Slowburn, there are two types of home security - one is the kind that most of us use, the "too much trouble" kind (for which a fingerprint scanner fits well) and the other is the "locked vault" kind, which I can't actually imagine, but I'm sure would involve something more complex than the normal door lock that can be knocked out with a good ram or someone with time and some talent with a screw driver. Of course, as one experienced "reformed" car thief once told me (when I ironically locked myself out of my car at his house) - "if we were really trying to get in to this car, we would have knocked the window out long ago".

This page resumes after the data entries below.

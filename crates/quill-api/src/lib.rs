//! HTTP API: accounts, owner-scoped documents and AI transformations.

pub mod ai;
pub mod auth;
pub mod convert;
pub mod documents;
pub mod middleware;

use axum::{
    Router,
    http::StatusCode,
    routing::{get, post},
};
use tracing::error;

use quill_db::Database;

use crate::auth::AppState;
use crate::middleware::require_auth;

/// All routes, with state applied. Transport layers (CORS, tracing) are left
/// to the binary.
pub fn router(state: AppState) -> Router {
    let public_routes = Router::new()
        .route("/auth/register", post(auth::register))
        .route("/auth/login", post(auth::login))
        .route("/auth/logout", post(auth::logout))
        .route("/health", get(health))
        .with_state(state.clone());

    let protected_routes = Router::new()
        .route("/auth/me", get(auth::me))
        .route(
            "/documents",
            get(documents::list_documents).post(documents::create_document),
        )
        .route(
            "/documents/{id}",
            get(documents::get_document)
                .put(documents::update_document)
                .delete(documents::delete_document),
        )
        .route("/ai/transform", post(ai::transform))
        .layer(axum::middleware::from_fn_with_state(state.clone(), require_auth))
        .with_state(state);

    Router::new().merge(public_routes).merge(protected_routes)
}

pub async fn health() -> &'static str {
    "ok"
}

/// Run a blocking database call off the async runtime.
pub(crate) async fn run_blocking<F, T>(state: &AppState, f: F) -> Result<T, StatusCode>
where
    F: FnOnce(&Database) -> anyhow::Result<T> + Send + 'static,
    T: Send + 'static,
{
    let state = state.clone();
    tokio::task::spawn_blocking(move || f(&state.db))
        .await
        .map_err(|e| {
            error!("spawn_blocking join error: {}", e);
            StatusCode::INTERNAL_SERVER_ERROR
        })?
        .map_err(|e| {
            error!("Database error: {}", e);
            StatusCode::INTERNAL_SERVER_ERROR
        })
}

A fingerprint scanner on a mall kiosk that doesn't tell anyone my address is enough security for me, and (if they really are more accurate than some minimum wage hardware store employee) would be a nice change from the months of having to break in new keys each time I get them cut.
As someone with an older car and someone who realizes that a car key that won't start the car will still get me in the door, I would rather have the option of cutting a car key. My most likely use for something like this would be when I drop my keys in the river and only notice a couple rapids later...suddenly finding the nearest kiosk sounds a lot more inviting than getting a companion to run me all the way home and then back (often a journey of 100+ miles each way).
re; Charles Bosse
Good locks on a stout door makes breaking in take long enough or look wrong enough to attract unwanted attention. The effort to capture the digital information doesn't show and the fake fingerprint can be created from the information that the real finger print would be checked against.
Also find a new key cutter the one you are using is producing garbage.
re; Bryan Paschke
Before I started keeping my keys tied to me I kept a spare car key in my wallet.
"Fortunately I keep my feathers numbered for just this sort of emergency.--- Foghorn Leghorn
re; Charles Bosse
Unlike slowburn I'm unable to find a key cutter who doesn't produce garbage. A set of small files does the trick, however, to save you months of having to break in new keys. Just smooth off the rough edges of the cuts and deepen any valleys a bit, all the while filing a bit, then trying it in the lock again, then lathering, rinsing and repeating.